Places like Sweden and Australia are way ahead in many areas socially compared the the US. Especially in the area of copyright, and helping artists. Sweden is a world leader socially, so paying close attention to what they do, and the scientific research behind their social policies is worthwhile.
Even though this seat is a political victory, it shows a deep understanding of the issues by the Swedish people - who are a very well educated population.
Copyright law gives ownership rights to a work's creator. What (s)he does with those rights (keep it, license it, sell it, or trade it) is his/her choice. Just because they have made the choice to sell or bequeath the copyright doesn't mean they didn't benefit from its existence.
Your point akin to saying that startup founders aren't rewarded for innovating because a public company's stock is rarely owned by the company's original founders.
One major difference: it takes a lot of work and resources to turn a startup into a public company, but it takes little to turn an artistic work into a product. One might argue that record labels provide most of their value by finding good music, and saving customers the time it would take to do that on their own. (IMO this view is far too charitable to the labels.) Even then, internet is already doing this job better than the labels, and is still rapidly improving. The law should keep up.

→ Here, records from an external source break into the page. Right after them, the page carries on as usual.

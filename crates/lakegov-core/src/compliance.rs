//! Compliance checks over a resolved policy set.
//!
//! Every check always runs and always appears in the report, so a single
//! report lists every violation. A failing check is a finding, not an
//! error; only a structurally broken policy set is rejected.
//!
//! Advisory checks report findings without affecting compliance. A group
//! whose directory id has not synced yet is a warning, not a violation.

use crate::error::{GovernanceError, Result};
use crate::permissions::PermissionEngine;
use crate::types::*;
use serde::{Deserialize, Serialize};
use std::collections::HashSet;

/// The fixed battery of checks, in report order
#[derive(Debug, Clone, Copy, PartialEq, Eq, Serialize, Deserialize)]
#[serde(rename_all = "kebab-case")]
pub enum ComplianceCheck {
    PhiExclusion,
    InfrastructureDataDenial,
    TenantTagMembership,
    TenantIsolation,
    RequiredResourceTags,
    FederatedTrust,
}

impl ComplianceCheck {
    pub const ALL: [ComplianceCheck; 6] = [
        ComplianceCheck::PhiExclusion,
        ComplianceCheck::InfrastructureDataDenial,
        ComplianceCheck::TenantTagMembership,
        ComplianceCheck::TenantIsolation,
        ComplianceCheck::RequiredResourceTags,
        ComplianceCheck::FederatedTrust,
    ];

    pub fn name(&self) -> &'static str {
        match self {
            ComplianceCheck::PhiExclusion => "phi-exclusion",
            ComplianceCheck::InfrastructureDataDenial => "infrastructure-data-denial",
            ComplianceCheck::TenantTagMembership => "tenant-tag-membership",
            ComplianceCheck::TenantIsolation => "tenant-isolation",
            ComplianceCheck::RequiredResourceTags => "required-resource-tags",
            ComplianceCheck::FederatedTrust => "federated-trust",
        }
    }

    pub fn description(&self) -> &'static str {
        match self {
            ComplianceCheck::PhiExclusion => "Roles excluded from PHI cannot reach PHI=true resources",
            ComplianceCheck::InfrastructureDataDenial => "Infrastructure roles hold no data verbs",
            ComplianceCheck::TenantTagMembership => "Every TenantID in a grant is an allowed TenantID value",
            ComplianceCheck::TenantIsolation => "Tenant-scoped roles only reach their own tenants",
            ComplianceCheck::RequiredResourceTags => "Every tagged resource carries Environment and PHI",
            ComplianceCheck::FederatedTrust => "Every role is assumable only through federated group membership",
        }
    }

    /// Findings are reported but never gate a deployment
    pub fn is_advisory(&self) -> bool {
        matches!(self, ComplianceCheck::FederatedTrust)
    }

    fn run(&self, policy: &ResolvedPolicySet, engine: &PermissionEngine) -> Vec<ComplianceFinding> {
        let finding = |role: Option<&str>, resource: Option<String>, message: String| ComplianceFinding {
            check: self.name().to_string(),
            role: role.map(str::to_string),
            resource,
            message,
        };
        let mut findings = Vec::new();

        match self {
            ComplianceCheck::PhiExclusion => {
                for role in policy.roles.iter().filter(|r| r.exclude_phi) {
                    for grant in policy.grants_for(&role.name) {
                        if !grant.excludes_phi() {
                            findings.push(finding(
                                Some(role.name.as_str()),
                                Some(grant.resource.to_string()),
                                "grant is missing the PHI != 'true' condition".to_string(),
                            ));
                        }
                        for resource in engine.reachable_resources(grant).filter(|r| engine.is_phi(r)) {
                            findings.push(finding(
                                Some(role.name.as_str()),
                                Some(resource.to_string()),
                                "role excluded from PHI reaches a PHI=true resource".to_string(),
                            ));
                        }
                    }
                }
            }

            ComplianceCheck::InfrastructureDataDenial => {
                let infrastructure = policy
                    .roles
                    .iter()
                    .filter(|r| r.category == GroupCategory::Infrastructure);
                for role in infrastructure {
                    for grant in policy.grants_for(&role.name).filter(|g| g.has_data_verb()) {
                        let verbs: Vec<&str> = grant
                            .actions
                            .iter()
                            .filter(|a| a.is_data_verb())
                            .map(Action::as_str)
                            .collect();
                        findings.push(finding(
                            Some(role.name.as_str()),
                            Some(grant.resource.to_string()),
                            format!("infrastructure role holds data verbs {}", verbs.join(", ")),
                        ));
                    }
                }
            }

            ComplianceCheck::TenantTagMembership => {
                let allowed: &[String] = policy
                    .tag(TagKey::TenantId)
                    .map(|t| t.values.as_slice())
                    .unwrap_or(&[]);
                for grant in &policy.grants {
                    for tenant in grant.tenant_values().filter(|t| !allowed.contains(t)) {
                        findings.push(finding(
                            Some(grant.role.as_str()),
                            Some(grant.resource.to_string()),
                            format!("TenantID '{}' is not an allowed TenantID value", tenant),
                        ));
                    }
                }
            }

            ComplianceCheck::TenantIsolation => {
                for role in policy.roles.iter().filter(|r| !r.tenants.is_empty()) {
                    for grant in policy.grants_for(&role.name) {
                        let scoped = grant.tag_conditions.iter().any(|c| {
                            matches!(c, TagCondition::In { key: TagKey::TenantId, .. })
                        });
                        if !scoped {
                            findings.push(finding(
                                Some(role.name.as_str()),
                                Some(grant.resource.to_string()),
                                "tenant-scoped role has a grant without a TenantID condition".to_string(),
                            ));
                        }
                        for tenant in grant.tenant_values().filter(|t| !role.tenants.contains(t)) {
                            findings.push(finding(
                                Some(role.name.as_str()),
                                Some(grant.resource.to_string()),
                                format!("grant reaches foreign tenant '{}'", tenant),
                            ));
                        }
                    }
                }
            }

            ComplianceCheck::RequiredResourceTags => {
                for resource in &policy.resources {
                    for key in TagKey::REQUIRED {
                        if resource.tag(key).is_none() {
                            findings.push(finding(
                                None,
                                Some(resource.resource.to_string()),
                                format!("missing required tag {}", key),
                            ));
                        }
                    }
                    if let Some(env) = resource.tag(TagKey::Environment) {
                        if env != policy.environment {
                            findings.push(finding(
                                None,
                                Some(resource.resource.to_string()),
                                format!("Environment tag '{}' does not match '{}'", env, policy.environment),
                            ));
                        }
                    }
                }
            }

            ComplianceCheck::FederatedTrust => {
                for role in policy.roles.iter().filter(|r| r.trust.is_none()) {
                    findings.push(finding(
                        Some(role.name.as_str()),
                        None,
                        format!("group '{}' has no directory id; role has no trust condition", role.group_name),
                    ));
                }
            }
        }

        findings
    }
}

Saying that artists benefited from their arrangement with the labels is akin to saying that indentured servants benefited from theirs. That is, true in a narrow sense--the indentured servants did get food and shelter, didn't they?
That's an incredibly short-sighted view of the issue. A larger market for the copy rights to art works increases the return earned by the artists who make them.

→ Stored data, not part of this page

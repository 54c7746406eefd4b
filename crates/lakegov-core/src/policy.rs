//! Access-control compiler: group mappings to roles, grants and tag conditions

use crate::config::{Environment, GroupMapping, LakeConfig};
use crate::error::{GovernanceError, Result};
use crate::identity::IdentityDirectory;
use crate::tags::TagEngine;
use crate::types::*;
use std::collections::HashSet;

/// IAM limit on role names
const MAX_ROLE_NAME_LEN: usize = 64;

/// Wildcard accepted in `allowed_databases` and `allowed_tables`
pub const WILDCARD: &str = "*";

/// Converts every group mapping of one environment into a role, its grants
/// and their tag conditions.
///
/// Resolution is a pure function of its inputs: the same environment and
/// mappings always produce the same policy set, in input order.
pub struct PolicyResolver<'a> {
    tags: &'a TagEngine,
    directory: &'a dyn IdentityDirectory,
    provider_arn: Option<String>,
}

impl<'a> PolicyResolver<'a> {
    pub fn new(tags: &'a TagEngine, directory: &'a dyn IdentityDirectory) -> Self {
        Self {
            tags,
            directory,
            provider_arn: None,
        }
    }

    /// Identity provider trusted by synthesized roles. Defaults to the
    /// account's `IdentityCenter` SAML provider.
    pub fn with_provider_arn(mut self, provider_arn: Option<String>) -> Self {
        self.provider_arn = provider_arn;
        self
    }

    pub fn role_name(environment: &Environment, group: &GroupMapping) -> String {
        format!("{}-{}", environment.name, group.name)
    }

    /// Resolve every mapping. Any malformed mapping aborts the whole pass;
    /// nothing is returned partially.
    pub fn resolve(&self, environment: &Environment, groups: &[GroupMapping]) -> Result<ResolvedPolicySet> {
        let mut seen = HashSet::new();
        for group in groups {
            self.check_mapping(environment, group)?;
            if !seen.insert(group.name.as_str()) {
                return Err(GovernanceError::config(format!(
                    "group '{}' is mapped twice in environment '{}'",
                    group.name, environment.name
                )));
            }
        }

        let mut policy = ResolvedPolicySet {
            environment: environment.name.clone(),
            is_production: environment.is_production,
            roles: Vec::with_capacity(groups.len()),
            grants: Vec::new(),
            tags: self.tags.tags(),
            resources: Vec::new(),
            warnings: Vec::new(),
        };

        for group in groups {
            let role = self.build_role(environment, group, &mut policy.warnings);
            let grants = Self::build_grants(environment, group, &role);
            if grants.is_empty() {
                let warning = format!(
                    "group '{}' has no allowed databases; role '{}' holds no grants",
                    group.name, role.name
                );
                tracing::warn!(environment = %environment.name, "{}", warning);
                policy.warnings.push(warning);
            }
            policy.roles.push(role);
            policy.grants.extend(grants);
        }

        tracing::info!(
            environment = %environment.name,
            roles = policy.roles.len(),
            grants = policy.grants.len(),
            "resolved access policy"
        );
        Ok(policy)
    }

    fn check_mapping(&self, environment: &Environment, group: &GroupMapping) -> Result<()> {
        let fail = |reason: String| {
            Err(GovernanceError::config(format!(
                "environment '{}', group '{}': {}",
                environment.name, group.name, reason
            )))
        };

        if group.name.trim().is_empty() {
            return fail("group name is empty".to_string());
        }
        if !group.is_data_lake_admin && group.permissions.is_empty() {
            return fail("non-admin group declares no permissions".to_string());
        }
        if Self::role_name(environment, group).len() > MAX_ROLE_NAME_LEN {
            return fail(format!("role name exceeds {} characters", MAX_ROLE_NAME_LEN));
        }

        if group.category == GroupCategory::Infrastructure {
            if group.is_data_lake_admin {
                return fail("infrastructure groups cannot be data-lake administrators".to_string());
            }
            if let Some(verb) = group.permissions.iter().find(|a| a.is_data_verb()) {
                return fail(format!("infrastructure groups cannot hold data verb {}", verb));
            }
        }

        for tenant in &group.tenants {
            if self.tags.validate_value(TagKey::TenantId, tenant).is_err() {
                return fail(format!("tenant '{}' is not an allowed TenantID value", tenant));
            }
        }

        for database in &group.allowed_databases {
            if database.trim().is_empty() {
                return fail("empty database name".to_string());
            }
        }
        let named_tables = group.allowed_tables.iter().any(|t| t != WILDCARD);
        if named_tables && group.allowed_databases.iter().any(|d| d == WILDCARD) {
            return fail("a wildcard database cannot be combined with named tables".to_string());
        }
        Ok(())
    }

    fn build_role(&self, environment: &Environment, group: &GroupMapping, warnings: &mut Vec<String>) -> Role {
        let name = Self::role_name(environment, group);

        let trust = match self.directory.group_id(&group.name) {
            Some(group_id) => Some(TrustCondition {
                provider_arn: self.provider_arn.clone().unwrap_or_else(|| {
                    format!("arn:aws:iam::{}:saml-provider/IdentityCenter", environment.account_id)
                }),
                group_ids: vec![group_id],
            }),
            None => {
                let warning = format!(
                    "group '{}' has no directory id yet; role '{}' is emitted without a trust condition",
                    group.name, name
                );
                tracing::warn!(environment = %environment.name, "{}", warning);
                warnings.push(warning);
                None
            }
        };

        Role {
            arn: format!("arn:aws:iam::{}:role/{}", environment.account_id, name),
            name,
            group_name: group.name.clone(),
            category: group.category,
            exclude_phi: group.exclude_phi,
            is_data_lake_admin: group.is_data_lake_admin,
            tenants: group.tenants.clone(),
            trust,
            max_session_duration_secs: environment.max_session_duration_secs,
        }
    }

    fn build_grants(environment: &Environment, group: &GroupMapping, role: &Role) -> Vec<PermissionGrant> {
        let (actions, grant_option) = Self::verbs(environment, group);
        let conditions = Self::conditions(group);

        Self::selectors(group)
            .into_iter()
            .map(|resource| PermissionGrant {
                role: role.name.clone(),
                resource,
                actions: actions.clone(),
                tag_conditions: conditions.clone(),
                grant_option,
            })
            .collect()
    }

    /// Verb set and grant option for a group.
    ///
    /// Non-production environments broaden data-engineering groups that are
    /// kept away from PHI to `ALL`. Production only ever grants what the
    /// configuration spells out.
    fn verbs(environment: &Environment, group: &GroupMapping) -> (Vec<Action>, bool) {
        if group.is_data_lake_admin {
            return (Action::ADMIN_SET.to_vec(), true);
        }

        if !environment.is_production
            && group.category == GroupCategory::DataEngineering
            && group.exclude_phi
        {
            tracing::debug!(group = %group.name, "non-production data-engineering group broadened to ALL");
            return (vec![Action::All], false);
        }

        let mut verbs = Vec::with_capacity(group.permissions.len());
        for action in &group.permissions {
            if !verbs.contains(action) {
                verbs.push(*action);
            }
        }
        (verbs, false)
    }

    fn selectors(group: &GroupMapping) -> Vec<Resource> {
        if group.allowed_databases.iter().any(|d| d == WILDCARD) {
            return vec![Resource::Catalog];
        }

        let all_tables = group.allowed_tables.iter().any(|t| t == WILDCARD);
        let mut selectors: Vec<Resource> = Vec::new();
        for database in &group.allowed_databases {
            let produced = if group.allowed_tables.is_empty() {
                vec![Resource::Database { name: database.clone() }]
            } else if all_tables {
                vec![Resource::TableWildcard { database: database.clone() }]
            } else {
                group
                    .allowed_tables
                    .iter()
                    .map(|table| Resource::Table {
                        database: database.clone(),
                        table: table.clone(),
                    })
                    .collect()
            };
            for selector in produced {
                if !selectors.contains(&selector) {
                    selectors.push(selector);
                }
            }
        }
        selectors
    }

    /// Conditions attached to every grant of the group. They are only ever
    /// added, never relaxed by a later step.
    fn conditions(group: &GroupMapping) -> Vec<TagCondition> {
        let mut conditions = Vec::new();
        if group.exclude_phi {
            conditions.push(TagCondition::phi_excluded());
        }
        if !group.tenants.is_empty() {
            conditions.push(TagCondition::tenant_in(&group.tenants));
        }
        conditions
    }
}

/// Classify an environment's catalog and resolve its group mappings.
///
/// Every catalog entry is tagged independently; if any of them fails, all
/// failures are reported together and nothing is resolved.
pub fn resolve_environment(config: &LakeConfig, environment_name: &str) -> Result<ResolvedPolicySet> {
    let env_config = config.environment(environment_name)?;
    let environment = env_config.environment();
    let tags = TagEngine::for_environment(config, &environment)?;

    let mut resources = Vec::with_capacity(env_config.catalog.len());
    let mut failures = Vec::new();
    for entry in &env_config.catalog {
        match tags.tag_catalog_entry(entry, &environment.name) {
            Ok(tagged) => resources.push(tagged),
            Err(e) => {
                tracing::error!(database = %entry.database, table = ?entry.table, error = %e, "failed to classify catalog entry");
                failures.push(e.to_string());
            }
        }
    }
    if !failures.is_empty() {
        return Err(GovernanceError::config(format!(
            "catalog classification failed: {}",
            failures.join("; ")
        )));
    }

    let directory = config.directory();
    let mut policy = PolicyResolver::new(&tags, &directory)
        .with_provider_arn(config.identity.provider_arn.clone())
        .resolve(&environment, &env_config.groups)?;
    policy.resources = resources;
    Ok(policy)
}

Do you think artists should be prohibited from selling their copyrights, or that there is anything inherently wrong about them doing so?

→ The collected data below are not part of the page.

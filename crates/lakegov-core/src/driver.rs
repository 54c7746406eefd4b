//! One deployment pass for one environment.
//!
//! Resolution and validation are pure. Only after the compliance gate
//! passes does the driver touch the catalog and the remote providers.

use crate::backend::{CatalogProvider, RemoteResourceProvider};
use crate::compliance::{ComplianceReport, ComplianceValidator};
use crate::config::{EnvironmentConfig, LakeConfig};
use crate::error::GovernanceError;
use crate::policy::resolve_environment;
use crate::reconciler::*;
use crate::types::{ApplyResult, ResolvedPolicySet};
use anyhow::{Context, Result};
use serde::{Deserialize, Serialize};
use std::collections::BTreeMap;
use std::sync::Arc;

#[derive(Debug, Clone, Copy, PartialEq, Eq, Serialize, Deserialize)]
pub struct DriverOptions {
    /// Refuse to apply anything when a compliance check fails
    pub enforce_compliance: bool,
    /// Stop after validation
    pub dry_run: bool,
}

impl Default for DriverOptions {
    fn default() -> Self {
        Self {
            enforce_compliance: true,
            dry_run: false,
        }
    }
}

/// Everything one pass produced
#[derive(Debug, Clone, Serialize, Deserialize)]
pub struct DeploymentOutcome {
    pub policy: ResolvedPolicySet,
    pub report: ComplianceReport,
    pub applied: Vec<ApplyResult>,
    pub secrets: Vec<ReconciledResource>,
    pub repositories: Vec<ReconciledResource>,
    pub unmapped_containers: Vec<String>,
    /// Reconciliation failures; these do not undo what was applied
    pub failures: Vec<String>,
}

impl DeploymentOutcome {
    pub fn is_clean(&self) -> bool {
        self.report.is_compliant() && self.failures.is_empty()
    }
}

/// Remote providers used for the reconciliation phase
#[derive(Clone)]
pub struct RemoteProviders {
    pub secrets: Arc<dyn RemoteResourceProvider>,
    pub repositories: Arc<dyn RemoteResourceProvider>,
}

pub struct DeploymentDriver<'a> {
    config: &'a LakeConfig,
    options: DriverOptions,
}
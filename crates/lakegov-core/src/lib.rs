//! # lakegov core
//!
//! Access-control compiler for a multi-tenant, PHI-bearing data lake:
//! identity groups become roles and tag-conditioned grants, catalog
//! resources get compliance tags, and the resolved set is checked against a
//! fixed battery of invariants. Also hosts the idempotent import-or-create
//! reconciler used for secrets and image repositories.

pub mod backend;
pub mod compliance;
pub mod config;
pub mod driver;
pub mod error;
pub mod identity;
pub mod permissions;
pub mod policy;
pub mod reconciler;
pub mod tags;
pub mod types;

pub use backend::*;
pub use compliance::*;
pub use config::*;
pub use driver::*;
pub use error::{GovernanceError, Result};
pub use identity::*;
pub use permissions::*;
pub use policy::*;
pub use reconciler::*;
pub use tags::*;
pub use types::*;

#[cfg(test)]
mod tests {
    use super::*;

    #[test]
    fn test_basic_grant() {
        let grant = PermissionGrant {
            role: "dev-analysts".to_string(),
            resource: Resource::Table {
                database: "clinical".to_string(),
                table: "encounters".to_string(),
            },
            actions: vec![Action::Select],
            tag_conditions: vec![TagCondition::phi_excluded()],
            grant_option: false,
        };

        assert!(grant.allows(&Action::Select));
        assert!(grant.excludes_phi());
        assert!(!grant.allows(&Action::Drop));
    }
}
//! Python package dependency checks.
//!
//! Each target is probed independently: import the module through the
//! ambient interpreter and read its self-reported version. A module without
//! a version attribute reports "unknown" and still passes.

use crate::python::{Availability, Interpreter};
use crate::report::CheckResult;

/// The packages the RAG toolchain needs, as (module identifier, display
/// name) pairs. Display names follow the PyPI distribution names.
pub const PYTHON_DEPENDENCIES: &[(&str, &str)] = &[
    ("langchain", "langchain"),
    ("langchain_community", "langchain-community"),
    ("langchain_ollama", "langchain-ollama"),
    ("dotenv", "python-dotenv"),
    ("pypdf", "pypdf"),
];

/// Check that `module` is importable, reporting under `display` (defaults to
/// the module identifier).
pub fn check_import(
    interpreter: &Interpreter,
    module: &str,
    display: Option<&str>,
) -> CheckResult {
    let name = display.unwrap_or(module);
    match interpreter.module_version(module) {
        Availability::Available { version } => {
            CheckResult::ok(name, format!("Import OK (version: {})", version))
        }
        Availability::Unavailable { reason } => {
            CheckResult::error(name, format!("Import failed: {}", reason))
        }
    }
}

"All non-commercial acquiring, using, bettering and spread of culture should be actively encouraged. The Internet is filling the same function today as popular education did a hundred years ago. It is something positive and good for the development of society.
The copyright legislation must be changes so that it is made perfectly clear that it only regulate use and copying of works done for commercial purposes. To share copies, or in any other way spread or use someone else’s work, should never be forbidden as long as it is done on an idealistic basis without the purposes of commercial gain."
So, what's the motivation for me the author of a book or software to actually write a book or software. Believe me that monetary gain is part of the motivation.
If you take this route and say that all works must be freely shared then you have to ask where 'artists' get their money from. If you do not give them a supply of some money then you end up going back to the middle ages and requiring that artists have benefactors who keep them alive.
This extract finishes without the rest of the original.